● **Exercise requirements**: Tally the lines in the data below where the word "OutputFormat" appears, and give the tally alone.

Data records Start Marker

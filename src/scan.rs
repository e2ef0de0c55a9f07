//! Scan orchestration: the full inference pipeline for one file.
//!
//! A scan is a pure function of the path and configuration: sample lines,
//! settle the separator and the header question, tokenize, accumulate
//! per-column statistics, synthesize types, and emit the result. Recoverable
//! conditions become diagnostics; a missing or empty input aborts.

use std::path::Path;

use anyhow::{Result, bail};
use encoding_rs::Encoding;

use crate::{
    config::{HeaderMode, ScanConfig},
    detect,
    diagnostics::{Diagnostic, DiagnosticSink},
    io_utils, sample,
    schema::{ColumnInfo, ScanResult},
    stats::{self, ColumnAccumulator},
    tokenize, types,
};

/// Scans a delimited file and returns the inferred schema with statistics.
pub fn scan_file(path: &Path, config: &ScanConfig, encoding: &'static Encoding) -> Result<ScanResult> {
    scan_file_seeded(path, config, encoding, Vec::new())
}

/// Like [`scan_file`], but starts the diagnostics list with entries
/// produced before the scan, e.g. while parsing a qualifier object.
pub fn scan_file_seeded(
    path: &Path,
    config: &ScanConfig,
    encoding: &'static Encoding,
    seed: Vec<Diagnostic>,
) -> Result<ScanResult> {
    let mut sink = DiagnosticSink::seeded(config.verbose, seed);

    let (reader, file_size) = io_utils::open_input(path)?;
    let sample = sample::read_sample(reader, file_size, config.read_lines, encoding, &mut sink)?;

    let Some(header_candidate) = sample.header_candidate.clone() else {
        bail!("No nonempty lines found in {path:?}");
    };

    let separator = match config.separator {
        Some(separator) => separator,
        None => {
            let all_lines = std::iter::once(header_candidate.as_str())
                .chain(sample.lines.iter().map(|line| line.as_str()));
            detect::detect_separator(all_lines, &mut sink)
        }
    };

    let header_fields = tokenize::split_line(&header_candidate, separator, &mut sink);
    let header_present = match config.header {
        HeaderMode::Present => true,
        HeaderMode::Absent => false,
        HeaderMode::Auto => !looks_like_data(&header_fields),
    };

    let mut accumulators: Vec<ColumnAccumulator> = Vec::new();
    if header_present {
        for field in &header_fields {
            accumulators.push(ColumnAccumulator::named(unquote(field)));
        }
    } else {
        observe_line(&mut accumulators, &header_fields);
    }
    for line in &sample.lines {
        let fields = tokenize::split_line(line, separator, &mut sink);
        observe_line(&mut accumulators, &fields);
    }

    drop_trailing_null_column(&mut accumulators);

    let estimated_lines = sample.estimate_lines(&mut sink);
    let columns = accumulators.iter().map(build_column).collect();

    let qualifiers = ScanConfig {
        separator: Some(separator),
        header: if header_present {
            HeaderMode::Present
        } else {
            HeaderMode::Absent
        },
        ..config.clone()
    };

    Ok(ScanResult {
        qualifiers,
        estimated_lines,
        detected_separator: separator,
        header_present,
        columns,
        diagnostics: sink.into_entries(),
    })
}

/// Convenience wrapper emitting the DDL-ready column list.
pub fn infer_column_list(
    path: &Path,
    config: &ScanConfig,
    encoding: &'static Encoding,
) -> Result<String> {
    Ok(scan_file(path, config, encoding)?.column_list())
}

fn observe_line(accumulators: &mut Vec<ColumnAccumulator>, fields: &[String]) {
    for (index, field) in fields.iter().enumerate() {
        if accumulators.len() <= index {
            accumulators.push(ColumnAccumulator::default());
        }
        accumulators[index].observe(field);
    }
}

/// A first line with at least one numeric field is data, not a header.
fn looks_like_data(fields: &[String]) -> bool {
    fields
        .iter()
        .any(|field| stats::analyze_numeric_token(field).is_some())
}

/// Strips one surrounding quote layer from a header name and collapses
/// doubled quotes; data fields stay verbatim.
fn unquote(field: &str) -> String {
    if field.len() >= 2 && field.starts_with('"') && field.ends_with('"') {
        field[1..field.len() - 1].replace("\"\"", "\"")
    } else {
        field.to_string()
    }
}

/// A trailing delimiter manifests as a final unnamed, fully-null column.
fn drop_trailing_null_column(accumulators: &mut Vec<ColumnAccumulator>) {
    if let Some(last) = accumulators.last()
        && last.name.is_empty()
        && last.count > 0
        && last.null_count == last.count
    {
        accumulators.pop();
    }
}

fn build_column(accumulator: &ColumnAccumulator) -> ColumnInfo {
    let (kind, sql_type) = types::synthesize(accumulator);
    let numeric = accumulator.all_numeric() && accumulator.non_null() > 0;
    ColumnInfo {
        name: accumulator.name.clone(),
        count: accumulator.count,
        null_pct: accumulator.null_fraction(),
        length: accumulator.lengths.distribution(),
        min: if numeric { accumulator.min } else { None },
        max: if numeric { accumulator.max } else { None },
        scale: if numeric {
            Some(accumulator.scales.distribution())
        } else {
            None
        },
        kind,
        sql_type,
    }
}
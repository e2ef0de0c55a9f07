//! Quote-aware field splitting.
//!
//! Fields are emitted verbatim, surrounding quotes included; downstream
//! statistics work on the raw text. A quoted field keeps consuming
//! separator characters as literals until the quote closes, and a quote
//! left open at the end of the line ends the field there.

use crate::diagnostics::DiagnosticSink;

/// Splits one line into verbatim fields, reporting an unterminated quote
/// as a debug diagnostic.
pub fn split_line(line: &str, separator: char, sink: &mut DiagnosticSink) -> Vec<String> {
    let (fields, unterminated) = tokenize(line, separator);
    if unterminated {
        sink.debug("Unterminated quoted field at end of line");
    }
    fields
}

/// Core splitter. Backslash-escaped quotes are normalized to the doubled
/// form first, so quote accounting only ever sees `""`.
pub fn tokenize(line: &str, separator: char) -> (Vec<String>, bool) {
    let prepared = line.replace("\\\"", "\"\"");
    let mut fields = Vec::new();
    let mut open: Option<String> = None;

    for piece in prepared.split(separator) {
        match open.take() {
            None => {
                if opens_quoted_field(piece) {
                    open = Some(piece.to_string());
                } else {
                    fields.push(piece.to_string());
                }
            }
            Some(mut field) => {
                field.push(separator);
                field.push_str(piece);
                if closes_quoted_field(piece) {
                    fields.push(field);
                } else {
                    open = Some(field);
                }
            }
        }
    }

    let unterminated = open.is_some();
    if let Some(field) = open {
        fields.push(field);
    }
    (fields, unterminated)
}

fn quote_count(piece: &str) -> usize {
    piece.chars().filter(|&c| c == '"').count()
}

/// A piece starting with `"` opens a quoted field unless it is already
/// self-contained: at least two characters, trailing quote, even quote
/// total.
fn opens_quoted_field(piece: &str) -> bool {
    piece.starts_with('"')
        && !(piece.len() >= 2 && piece.ends_with('"') && quote_count(piece) % 2 == 0)
}

/// A continuation piece closes the field when it ends the quoted region:
/// trailing quote carrying an odd quote count of its own.
fn closes_quoted_field(piece: &str) -> bool {
    piece.ends_with('"') && quote_count(piece) % 2 == 1
}
use std::path::PathBuf;

use clap::{Args, Parser, Subcommand, ValueEnum};

use crate::config;

#[derive(Debug, Parser)]
#[command(author, version, about = "Inspect delimited files and infer a SQL-ready schema", long_about = None)]
pub struct Cli {
    #[command(subcommand)]
    pub command: Commands,
}

#[derive(Debug, Subcommand)]
pub enum Commands {
    /// Scan a delimited file and report the inferred schema
    Scan(ScanArgs),
    /// Emit a DDL-ready column list for a delimited file
    Columns(ColumnsArgs),
}

#[derive(Debug, Clone, Copy, ValueEnum)]
#[value(rename_all = "kebab-case")]
pub enum HeaderChoice {
    Auto,
    Present,
    Absent,
}

#[derive(Debug, Clone, Copy, ValueEnum, PartialEq, Eq)]
#[value(rename_all = "kebab-case")]
pub enum OutputFormat {
    Table,
    Json,
}

/// Options shared by every command that runs a scan.
#[derive(Debug, Args)]
pub struct ScanOptions {
    /// Input file to inspect ('-' reads standard input)
    #[arg(short = 'i', long = "input")]
    pub input: PathBuf,
    /// Separator character (supports ',', 'tab', ';', '|'); detected when omitted
    #[arg(long, value_parser = config::parse_separator)]
    pub delimiter: Option<char>,
    /// Whether the first line is a header (defaults to auto)
    #[arg(long, value_enum)]
    pub header: Option<HeaderChoice>,
    /// Number of lines to sample (0 means the whole file)
    #[arg(long = "read-lines")]
    pub read_lines: Option<usize>,
    /// Emit NOT NULL for columns without observed nulls
    #[arg(long)]
    pub strict: bool,
    /// Mirror scan diagnostics to the log output
    #[arg(long)]
    pub verbose: bool,
    /// Qualifier file with nested configuration (JSON)
    #[arg(long = "qualifiers")]
    pub qualifiers: Option<PathBuf>,
    /// Character encoding of the input file (defaults to utf-8)
    #[arg(long = "input-encoding")]
    pub input_encoding: Option<String>,
}

#[derive(Debug, Args)]
pub struct ScanArgs {
    #[command(flatten)]
    pub options: ScanOptions,
    /// Output format for the scan report
    #[arg(long, value_enum, default_value = "table")]
    pub format: OutputFormat,
    /// Write the JSON scan result to this file
    #[arg(short = 'o', long = "output")]
    pub output: Option<PathBuf>,
}

#[derive(Debug, Args)]
pub struct ColumnsArgs {
    #[command(flatten)]
    pub options: ScanOptions,
    /// Emit column names only (for load-statement target lists)
    #[arg(long = "names-only")]
    pub names_only: bool,
}
//! Input plumbing: stdin routing, encoding resolution, line decoding.
//!
//! The `-` path convention routes through standard input, in which case no
//! file size is available and the scan cannot estimate a total row count.

use std::{
    fs::File,
    io::{BufRead, BufReader},
    path::Path,
};

use anyhow::{Context, Result, anyhow};
use encoding_rs::{Encoding, UTF_8};

pub fn is_dash(path: &Path) -> bool {
    path == Path::new("-")
}

pub fn resolve_encoding(label: Option<&str>) -> Result<&'static Encoding> {
    if let Some(value) = label {
        Encoding::for_label(value.trim().as_bytes())
            .ok_or_else(|| anyhow!("Unknown encoding '{value}'"))
    } else {
        Ok(UTF_8)
    }
}

/// Opens the input for sampling, reporting the file size when one exists.
pub fn open_input(path: &Path) -> Result<(Box<dyn BufRead>, Option<u64>)> {
    if is_dash(path) {
        return Ok((Box::new(BufReader::new(std::io::stdin())), None));
    }
    let file = File::open(path)
        .with_context(|| format!("Input file {path:?} does not exist or is not readable"))?;
    let size = file.metadata().ok().map(|metadata| metadata.len());
    Ok((Box::new(BufReader::new(file)), size))
}

/// Decodes one raw line, substituting malformed sequences. The flag reports
/// whether any substitution happened.
pub fn decode_line(bytes: &[u8], encoding: &'static Encoding) -> (String, bool) {
    let (text, _, had_errors) = encoding.decode(bytes);
    (text.into_owned(), had_errors)
}

#[cfg(test)]
mod tests {
    use super::*;
    use encoding_rs::WINDOWS_1252;

    #[test]
    fn resolve_encoding_defaults_to_utf8() {
        assert_eq!(resolve_encoding(None).unwrap(), UTF_8);
        assert_eq!(resolve_encoding(Some("windows-1252")).unwrap(), WINDOWS_1252);
        assert!(resolve_encoding(Some("no-such-charset")).is_err());
    }

    #[test]
    fn decode_line_reports_substitutions() {
        let (text, had_errors) = decode_line(b"plain", UTF_8);
        assert_eq!(text, "plain");
        assert!(!had_errors);

        let (_, had_errors) = decode_line(&[0x66, 0xFF, 0x66], UTF_8);
        assert!(had_errors);
    }

    #[test]
    fn dash_path_is_stdin() {
        assert!(is_dash(Path::new("-")));
        assert!(!is_dash(Path::new("-file.csv")));
    }
}
//! Per-column statistical accumulation.
//!
//! Every tokenized field lands in a [`ColumnAccumulator`] keyed by column
//! position. Length and scale observations go through sparse histograms so
//! the moments can be derived once at synthesis time.

use std::{collections::BTreeMap, sync::OnceLock};

use chrono::{NaiveDate, NaiveDateTime};
use regex::Regex;
use serde::Serialize;

/// Aggregate view over a sparse integer histogram.
#[derive(Debug, Clone, Copy, Default, PartialEq, Serialize)]
pub struct Distribution {
    pub avg: f64,
    pub min: u32,
    pub max: u32,
    #[serde(rename = "stdDev")]
    pub std_dev: f64,
}

/// Small integer-to-count mapping; zero-valued moments when empty.
#[derive(Debug, Clone, Default)]
pub struct Histogram {
    buckets: BTreeMap<u32, u64>,
    observations: u64,
}

impl Histogram {
    pub fn record(&mut self, value: u32) {
        *self.buckets.entry(value).or_insert(0) += 1;
        self.observations += 1;
    }

    pub fn is_empty(&self) -> bool {
        self.observations == 0
    }

    pub fn max(&self) -> u32 {
        self.buckets.keys().next_back().copied().unwrap_or(0)
    }

    /// Population moments over the recorded values.
    pub fn distribution(&self) -> Distribution {
        if self.observations == 0 {
            return Distribution::default();
        }
        let total = self.observations as f64;
        let sum: f64 = self
            .buckets
            .iter()
            .map(|(&value, &count)| value as f64 * count as f64)
            .sum();
        let avg = sum / total;
        let variance = self
            .buckets
            .iter()
            .map(|(&value, &count)| {
                let delta = value as f64 - avg;
                delta * delta * count as f64
            })
            .sum::<f64>()
            / total;
        Distribution {
            avg,
            min: self.buckets.keys().next().copied().unwrap_or(0),
            max: self.max(),
            std_dev: variance.sqrt(),
        }
    }
}

/// One recognized numeric token.
#[derive(Debug, Clone, Copy, PartialEq)]
pub struct NumericObservation {
    pub value: f64,
    /// Digits after the decimal point; 0 when there is none.
    pub scale: u32,
}

/// Classifies a token as a signed decimal number. Exponents are accepted;
/// word spellings such as `inf` and `NaN` are not numbers here.
pub fn analyze_numeric_token(token: &str) -> Option<NumericObservation> {
    static NUMERIC: OnceLock<Regex> = OnceLock::new();
    let pattern = NUMERIC.get_or_init(|| {
        Regex::new(r"^[+-]?(?:\d+(?:\.\d*)?|\.\d+)(?:[eE][+-]?\d+)?$").expect("numeric pattern")
    });
    if !pattern.is_match(token) {
        return None;
    }
    let value: f64 = token.parse().ok()?;
    let scale = token
        .find('.')
        .map(|dot| {
            token[dot + 1..]
                .chars()
                .take_while(|c| c.is_ascii_digit())
                .count() as u32
        })
        .unwrap_or(0);
    Some(NumericObservation { value, scale })
}

/// `YYYY-MM-DD` with a 2–4 digit year, calendar-checked.
pub fn is_date_token(token: &str) -> bool {
    static DATE: OnceLock<Regex> = OnceLock::new();
    let pattern =
        DATE.get_or_init(|| Regex::new(r"^\d{2,4}-\d{1,2}-\d{1,2}$").expect("date pattern"));
    pattern.is_match(token) && NaiveDate::parse_from_str(token, "%Y-%m-%d").is_ok()
}

/// `YYYY-MM-DD HH:MM:SS`, calendar-checked.
pub fn is_timestamp_token(token: &str) -> bool {
    static TIMESTAMP: OnceLock<Regex> = OnceLock::new();
    let pattern = TIMESTAMP.get_or_init(|| {
        Regex::new(r"^\d{2,4}-\d{1,2}-\d{1,2} \d{1,2}:\d{1,2}:\d{1,2}$").expect("timestamp pattern")
    });
    pattern.is_match(token) && NaiveDateTime::parse_from_str(token, "%Y-%m-%d %H:%M:%S").is_ok()
}

/// Empty fields, the two-character literal `""` and the literal `NULL` all
/// count as null observations.
fn is_null_token(token: &str) -> bool {
    token.is_empty() || token == "\"\"" || token == "NULL"
}

/// Running statistics for one column position.
#[derive(Debug, Default)]
pub struct ColumnAccumulator {
    pub name: String,
    pub count: u64,
    pub null_count: u64,
    pub numeric_count: u64,
    pub date_count: u64,
    pub timestamp_count: u64,
    pub lengths: Histogram,
    pub scales: Histogram,
    pub min: Option<f64>,
    pub max: Option<f64>,
}

impl ColumnAccumulator {
    pub fn named(name: String) -> Self {
        Self {
            name,
            ..Self::default()
        }
    }

    pub fn non_null(&self) -> u64 {
        self.count - self.null_count
    }

    pub fn null_fraction(&self) -> f64 {
        if self.count == 0 {
            0.0
        } else {
            self.null_count as f64 / self.count as f64
        }
    }

    /// True when every non-null observation parsed as numeric.
    pub fn all_numeric(&self) -> bool {
        self.numeric_count == self.non_null()
    }

    pub fn observe(&mut self, value: &str) {
        self.count += 1;
        self.lengths.record(value.len() as u32);
        if is_null_token(value) {
            self.null_count += 1;
            return;
        }
        if let Some(numeric) = analyze_numeric_token(value) {
            self.numeric_count += 1;
            self.scales.record(numeric.scale);
            self.min = Some(self.min.map_or(numeric.value, |m| m.min(numeric.value)));
            self.max = Some(self.max.map_or(numeric.value, |m| m.max(numeric.value)));
        } else if is_date_token(value) {
            self.date_count += 1;
        } else if is_timestamp_token(value) {
            self.timestamp_count += 1;
        }
    }
}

Data records End Marker

● **Response below**: 2